Westpac says no more gas funding, with safety warning

Westpac’s new measures are understood to affect just a handful of customers and the bank’s total exposure to oil and gas is about $2.4 billion. Anthony Miller, Westpac’s head of institutional banking, said all of the bank’s customers are working on how they will get to net zero emissions, and pledged to work with them to achieve the transition.

We set our own goals

“Every client is in this, they’re thinking about what their transition plan should be and their goals. It’s only going to get deeper and more substantive as we go forward,” he said.

“Just like if a client doesn’t meet his financial commitments, we don’t abandon him, we don’t leave, we stay with him and help him. It’s just a partnership, we’ve set our goals, we’ve shared them with customers and we’ve set our own goals.”

Announcing changes to the bank’s lending policies in power generation, cement and oil and gas, including a commitment to reduce oil and gas emissions by 23% from 2021 levels by 2030, King said Westpac would reassess if requested by the government.

“Oil and gas is the main change today, and we thought, but it’s important, if energy security is at risk for the country, we’re going to look at funding new fields,” King said.

“If we need investments for domestic energy security, we’ll look at it. If the government requires it, if a regulator requires it, we’ll look at it.”

Last November, NAB chief Ross McEwan said he had not been asked for the bank to consider new projects and would apply a strict definition of what is in the national interest.

Westpac’s decision to curb lending for greenfield oil and gas expansions follows NAB’s decision last year to impose a $2.4 billion cap on new project financing. Both banks said they would reassess whether the government or regulators consider the new projects essential to national energy security.

With the deal, two of Australia’s biggest banks have fallen in line with the International Energy Agency, which said no new fossil fuel projects should be built to limit global warming to 1, 5 degrees by 2100.

On Wednesday, Westpac became the latest major Australian bank to join the Net Zero Banking Alliance (NZBA), which covers about 40 percent of global banking assets.

ANZ, the first bank to join the NZBA and which leads the big four as a local provider of capital to the resources sector, previously said its issuance could increase in the coming years as new oil and gas projects.

Credible and solid plans

It established sectoral policies for commercial property and power generation last year, but has yet to clarify oil and gas policies. Mark Whelan, New Zealand’s head of institutional banking, recently said the conversation was evolving because of Moscow’s war on Ukraine, with less pressure on banks to quickly divest from fossil fuels.

“Two years ago, we heard a lot [the argument that] you must get off all fossil fuels immediately. What we’re hearing now is a much more balanced discussion of these things from regulators and investors in particular, to say that this is complex. It’s going to take some time,” Whelan said.
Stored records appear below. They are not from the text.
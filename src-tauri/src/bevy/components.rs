//! Bevy component definitions
//!
//! Marker components that tag the entities the systems look for.

use bevy::prelude::*;

/// Marker component for the offscreen rendering camera
///
/// Entities with this component are cameras that render to an offscreen
/// texture instead of a window.
#[derive(Component)]
pub struct OffscreenCamera;

/// Marker component for cameras that can be controlled by user input
///
/// Entities with this component will respond to mouse input for
/// orbit camera control (rotation, zoom).
#[derive(Component)]
pub struct CameraController;

/// The spawned house model. Removed after the one attempt to pull the car out.
#[derive(Component)]
pub struct HouseScene;

/// Wrapper node that carries the car along its lane
#[derive(Component)]
pub struct Car;

/// The car node taken from the house model, child of [`Car`]
#[derive(Component)]
pub struct CarBody;
//! Bevy plugins
//!
//! Custom plugins that extend the engine for offscreen rendering.

pub mod image_copy;

pub use image_copy::ImageCopyPlugin;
Westpac’s transition plan would help it raise capital, and investors are not just asking for commitments, but credible and robust plans to make the transition, King said.

“We need a goal, and we need a plan, and the plan has to mobilize capital. We need that plan for security,” the CEO said.

The NZBA is an industry-led coalition of banks representing around 40% of global banking assets committed to achieving net zero emissions by 2050. ANZ, Commonwealth Bank of Australia, National Australia Bank and Macquarie Group are already members.

The Investors Group on Climate Change (IGCC) welcomed Westpac’s commitment, noting that companies should align to credible projections such as the IEA’s net-zero scenario, suggesting that any move to use national security interests as an “outside” of their commitments should be well justified.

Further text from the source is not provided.